Unfortunately, the current and desired positions of column-items
are not ascertainable directly, since columns-items are deposited
at the bottom of the list when hidden and no further positional
references are provided by OE. However, the total number of column
items is known and the final column positions are recited in the
respective voice-commands. Thus, each new column can be "moved up"
by the total number of columns with "extra moves" being ignored;
each column is then moved downward according to the recited display
position. (Width can be modified directly by altering a provided
width field data value.)
[0434] Continuing with the preceding illustration, uses of the
second associative-designation embodiment include column sorting.
In retrospect, such use can be more easily viewed as a
communicative application of more conventional
"context-sensitivity" approaches using voice-commands. More
specifically, OE provides both for selecting columns as a basis for
sorting and for selecting a sort ordering as ascending or
descending. Unfortunately, the multiple step procedure required for
individual selection is undesirable as being inefficient, the
applicability of the ordering selected by OE is often unclear and
the resultant item referenced is often non-ideal for current
purposes.
[0435] One solution is to provide more communicative control of
individual aspects using voice-commands including "Sort messages by
<designation> by <ascending or descending> "and "Sort .

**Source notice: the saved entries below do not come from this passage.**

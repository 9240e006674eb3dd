// src/relay/routes/analyze.rs

use axum::{
    extract::{Query, State},
    http::StatusCode,
    response::{IntoResponse, Response},
    Json,
};
use serde::Deserialize;
use std::time::Duration;

use crate::analysis::{run_script, summarize, HistoricalSummary};
use crate::exchange::types::Timeframe;
use crate::relay::error::ApiError;
use crate::relay::state::AppState;

const MAX_HISTORY_COUNT: u32 = 5000;

/// `GET /analyze`: stdout of the configured analysis script.
pub async fn analyze(State(state): State<AppState>) -> Response {
    let limit = Duration::from_secs(state.config.analyze_timeout_secs);
    match run_script(&state.config.analyze_command, limit).await {
        Ok(stdout) => stdout.into_response(),
        Err(e) => (StatusCode::INTERNAL_SERVER_ERROR, format!("Error: {}", e)).into_response(),
    }
}

#[derive(Debug, Deserialize)]
pub struct HistoryQuery {
    pub symbol: Option<String>,
    pub timeframe: Option<String>,
    pub count: Option<u32>,
}

/// `GET /analyze/historical-data`
pub async fn historical_data(
    State(state): State<AppState>,
    Query(query): Query<HistoryQuery>,
) -> Result<Json<HistoricalSummary>, ApiError> {
    let symbol = query
        .symbol
        .map(|s| s.trim().to_string())
        .filter(|s| !s.is_empty())
        .unwrap_or_else(|| state.config.history_symbol.clone());
    let timeframe = match query.timeframe.as_deref() {
        Some(tf) => tf.parse::<Timeframe>().map_err(ApiError::BadRequest)?,
        None => Timeframe::D1,
    };
    let count = query.count.unwrap_or(state.config.history_count).clamp(1, MAX_HISTORY_COUNT);

    let candles = state.broker.candles(&symbol, timeframe, count).await?;
    Ok(Json(summarize(&symbol, timeframe, &candles)))
}
// src/exchange/mod.rs
use async_trait::async_trait;

pub mod deriv;
mod deriv_ws;
pub mod types;

pub use deriv::Deriv;
use types::{BrokerError, BuyReceipt, Candle, OrderRequest, Timeframe};

#[async_trait]
pub trait Broker: Send + Sync {
    async fn check_connection(&self) -> Result<(), BrokerError>;
    async fn place_order(&self, order: &OrderRequest) -> Result<BuyReceipt, BrokerError>;
    async fn candles(&self, symbol: &str, timeframe: Timeframe, count: u32) -> Result<Vec<Candle>, BrokerError>;
}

. . by <ascending or descending> <column-title>" (or
its reverse of "Sort <messages> by <column-title>
<ascending or descending>." In this case, the user himself
resolves the above OE mis-ordering by reciting a desired ordering.
However, it is possible that a user might want to continue
referencing the already-designated message resulting from prior
voice commands (and the OE-NS combination does not provide an
efficient mechanism for returning to such message or for modifiable
options); therefore, the referenced message is not altered. A
further solution is, however, also provided whereby a single sort
command designates a recited column and a likely expected sort
order consistent with the task permutation of sorting the
particular column; the command further performs sorting and then
references/designates the first message. The same approach is also
applicable to other processing alternatives, items other than
messages within a message list and/or more specific item
aspects.
[0436] A further form of associative designation that was not
efficiently implementable using the NS and OE combination was the
ability to consolidate messages from correspondents having
different email addresses. For example, it might be desirable to
"find messages" to and/or from a number of different persons
according to a classification or to and/or from a correspondent
having multiple or changing email address. In this case, a more
appropriate method would be to provide the name, email address, a
designated email, etc. as criteria according to which all
corresponding messages (or some other recited voice-command
permutation) might be determined. For example, all such messages
might be sent, requested (in a pull-capable system) or extracted
(e.g. within the OE Find Messages window).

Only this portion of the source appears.